You wrote that you would fight for us.
I didn’t have a proper jacket.
I was 3 hours away in white plains
But still, I wanted to curl in a ball
And feel the breeze on my back,
Let the rough voice of that towtruck
Mumble into nothing.

Wednesday 14 February 2018

february 13th


Shaking like the holly in winter,
Spines under snow, red lips
Lingering—there she is
Every morning. Dreaming is
Supposed to be solitary, you say,
Already late to pointless appointments
Where the world has already won.
Show more of yourself.

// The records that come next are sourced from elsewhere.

//! Board geometry and the fixed set of nouns.

use serde::{Deserialize, Serialize};

/// A cell coordinate. Rows grow downward, columns grow rightward.
///
/// Coordinates are signed so that stepping off the board produces a
/// position that [`Grid::in_bounds`](crate::Grid::in_bounds) can reject
/// instead of wrapping.
#[derive(Debug, Clone, Copy, PartialEq, Eq, Hash, PartialOrd, Ord, Serialize, Deserialize)]
pub struct Position {
    pub row: i32,
    pub col: i32,
}

impl Position {
    /// Create a position from a row and a column.
    pub fn new(row: i32, col: i32) -> Self {
        Self { row, col }
    }

    /// Build a position from grid indices. `None` when either index does
    /// not fit a coordinate.
    pub fn from_indices(row: usize, col: usize) -> Option<Self> {
        Some(Self::new(i32::try_from(row).ok()?, i32::try_from(col).ok()?))
    }

    /// Step one cell in a direction.
    pub fn step(self, direction: Direction) -> Self {
        let (d_row, d_col) = direction.delta();
        Self {
            row: self.row + d_row,
            col: self.col + d_col,
        }
    }

    /// Signed distance travelled along a direction, used to order moves.
    pub fn progress_along(self, direction: Direction) -> i32 {
        let (d_row, d_col) = direction.delta();
        self.row * d_row + self.col * d_col
    }
}

impl std::ops::Add<Direction> for Position {
    type Output = Position;

    fn add(self, direction: Direction) -> Position {
        self.step(direction)
    }
}

impl std::fmt::Display for Position {
    fn fmt(&self, f: &mut std::fmt::Formatter<'_>) -> std::fmt::Result {
        write!(f, "({}, {})", self.row, self.col)
    }
}

/// The four input directions.
#[derive(Debug, Clone, Copy, PartialEq, Eq, Hash, Serialize, Deserialize, Default)]
pub enum Direction {
    Up,
    Down,
    Left,
    #[default]
    Right,
}

pub const ALL_DIRECTIONS: [Direction; 4] = [
    Direction::Up,
    Direction::Down,
    Direction::Left,
    Direction::Right,
];

impl Direction {
    /// Row/column offset of one step.
    pub fn delta(self) -> (i32, i32) {
        match self {
            Direction::Up => (-1, 0),
            Direction::Down => (1, 0),
            Direction::Left => (0, -1),
            Direction::Right => (0, 1),
        }
    }

    pub fn reverse(self) -> Direction {
        match self {
            Direction::Up => Direction::Down,
            Direction::Down => Direction::Up,
            Direction::Left => Direction::Right,
            Direction::Right => Direction::Left,
        }
    }
}

impl std::fmt::Display for Direction {
    fn fmt(&self, f: &mut std::fmt::Formatter<'_>) -> std::fmt::Result {
        let name = match self {
            Direction::Up => "up",
            Direction::Down => "down",
            Direction::Left => "left",
            Direction::Right => "right",
        };
        f.write_str(name)
    }
}

/// Concrete object nouns. Each noun is both a board object kind and a word
/// that can appear on a text tile.
#[derive(Debug, Clone, Copy, PartialEq, Eq, Hash, PartialOrd, Ord, Serialize, Deserialize)]
#[serde(rename_all = "UPPERCASE")]
pub enum Noun {
    Baba,
    Keke,
    Wall,
    Rock,
    Flag,
    Door,
    Key,
    Water,
}

impl Noun {
    pub const ALL: [Noun; 8] = [
        Noun::Baba,
        Noun::Keke,
        Noun::Wall,
        Noun::Rock,
        Noun::Flag,
        Noun::Door,
        Noun::Key,
        Noun::Water,
    ];

    /// The word written on this noun's text tile.
    pub fn word(self) -> &'static str {
        match self {
            Noun::Baba => "BABA",
            Noun::Keke => "KEKE",
            Noun::Wall => "WALL",
            Noun::Rock => "ROCK",
            Noun::Flag => "FLAG",
            Noun::Door => "DOOR",
            Noun::Key => "KEY",
            Noun::Water => "WATER",
        }
    }

    /// Look up a noun by its exact upper-case word.
    pub fn from_word(word: &str) -> Option<Noun> {
        Noun::ALL.into_iter().find(|noun| noun.word() == word)
    }
}

impl std::fmt::Display for Noun {
    fn fmt(&self, f: &mut std::fmt::Formatter<'_>) -> std::fmt::Result {
        f.write_str(self.word())
    }
}

#[cfg(test)]
mod tests {
    use super::*;

    #[test]
    fn test_from_indices_rejects_oversized() {
        assert_eq!(Position::from_indices(2, 3), Some(Position::new(2, 3)));
        assert_eq!(Position::from_indices(i32::MAX as usize + 1, 0), None);
        assert_eq!(Position::from_indices(0, usize::MAX), None);
    }

    #[test]
    fn test_position_step() {
        let origin = Position::new(0, 0);
        assert_eq!(origin + Direction::Right, Position::new(0, 1));
        assert_eq!(origin + Direction::Down, Position::new(1, 0));
        assert_eq!(origin + Direction::Up, Position::new(-1, 0));
        assert_eq!(origin + Direction::Left, Position::new(0, -1));
    }

    #[test]
    fn test_direction_reverse() {
        for direction in ALL_DIRECTIONS {
            assert_eq!(direction.reverse().reverse(), direction);
            let forward = Position::new(3, 3) + direction;
            assert_eq!(forward + direction.reverse(), Position::new(3, 3));
        }
    }

    #[test]
    fn test_progress_along() {
        let near = Position::new(2, 1);
        let far = Position::new(2, 4);
        assert!(far.progress_along(Direction::Right) > near.progress_along(Direction::Right));
        assert!(far.progress_along(Direction::Left) < near.progress_along(Direction::Left));
    }

    #[test]
    fn test_noun_words() {
        for noun in Noun::ALL {
            assert_eq!(Noun::from_word(noun.word()), Some(noun));
        }
        assert_eq!(Noun::from_word("baba"), None);
        assert_eq!(Noun::from_word("IS"), None);
    }
}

Grit your teeth
While they take the white and dance.
You try to rid
Your body of its power, like the 2am
on your knees shuddering,
But it’s in your blood.
You go out to piss in the backyard
Moon with a shadow over its face
Looking at you peculiar
As if asking
What species of heartbreak is that--
That takes the time away,
That rolls the days down a hill
Into memory without your ever moving?

The city trees bear their bones to the wind
And run out to the violet sky like some
Very slow wild thing skittering through the air.
You wish you believed in the sky,
That last free thing.
Something has drained out;
Now you are like the oak leaf in winter,
All desiccated veins and longing for spring.